Le droit international humanitaire protège spécialement les personnels médicaux, les transports sanitaires et les unités de santé. Cette protection ne disparaît que dans des cas précis. Si une attaque vise intentionnellement des personnels ou des moyens médicaux clairement identifiés, utilisant l’emblème de la Croix-Rouge conformément au droit, elle peut relever du crime de guerre au sens du Statut de Rome. Dans le cas libanais, une enquête indépendante reste nécessaire pour trancher pénalement. Mais les faits connus à ce stade rendent déjà cette qualification plausible, sérieuse et juridiquement fondée.

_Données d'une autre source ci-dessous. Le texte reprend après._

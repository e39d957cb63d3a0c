//! Serializable snapshots produced by the `dump()` methods.
//!
//! These are the wire-facing views the display collaborator broadcasts.
//! The player snapshot's `socket` field is the one field considered
//! transport-private; `Player::dump_public` suppresses it.

use crate::card::CardColor;
use crate::character::Allegiance;
use crate::player::PlayerState;
use serde::Serialize;

#[derive(Debug, Clone, PartialEq, Serialize)]
pub struct CardSnapshot {
    pub title: String,
    pub color: CardColor,
    pub is_equipment: bool,
}

#[derive(Debug, Clone, PartialEq, Serialize)]
pub struct CharacterSnapshot {
    pub name: String,
    pub allegiance: Allegiance,
    pub max_damage: u32,
    pub win_condition: String,
}

#[derive(Debug, Clone, PartialEq, Serialize)]
pub struct AreaSnapshot {
    pub name: String,
    pub zone: String,
}

#[derive(Debug, Clone, PartialEq, Serialize)]
pub struct PlayerSnapshot {
    pub name: String,
    #[serde(skip_serializing_if = "Option::is_none")]
    pub socket: Option<String>,
    pub color: String,
    pub state: PlayerState,
    pub is_ai: bool,
    pub equipment: Vec<CardSnapshot>,
    pub damage: u32,
    pub character: Option<CharacterSnapshot>,
    pub location: Option<AreaSnapshot>,
    pub special_active: bool,
}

Deux frappes en vingt-quatre heures
Le ciblage s’est joué sur moins de vingt-quatre heures, et c’est précisément ce qui lui donne sa force politique et juridique. Dimanche soir, une équipe de la Croix-Rouge libanaise, engagée dans une mission humanitaire sur la route de Beit Yahoun, dans le district de Bint Jbeil, a été frappée par un drone israélien. Le secouriste Hassan Badawi a été tué, un autre volontaire a été blessé légèrement, et les deux ont été transportés à l’hôpital gouvernemental de Tebnine. Lundi matin, un nouveau raid a visé un centre de la Croix-Rouge à Tyr alors qu’un blessé y était transféré. Selon l’Agence nationale d’information libanaise, la frappe a tué ce blessé et endommagé plusieurs véhicules de secours. Pris ensemble, ces deux épisodes dessinent un tableau plus grave qu’une bavure isolée. Ils touchent la chaîne même du secours, du ramassage à l’évacuation, de l’ambulance au centre opérationnel.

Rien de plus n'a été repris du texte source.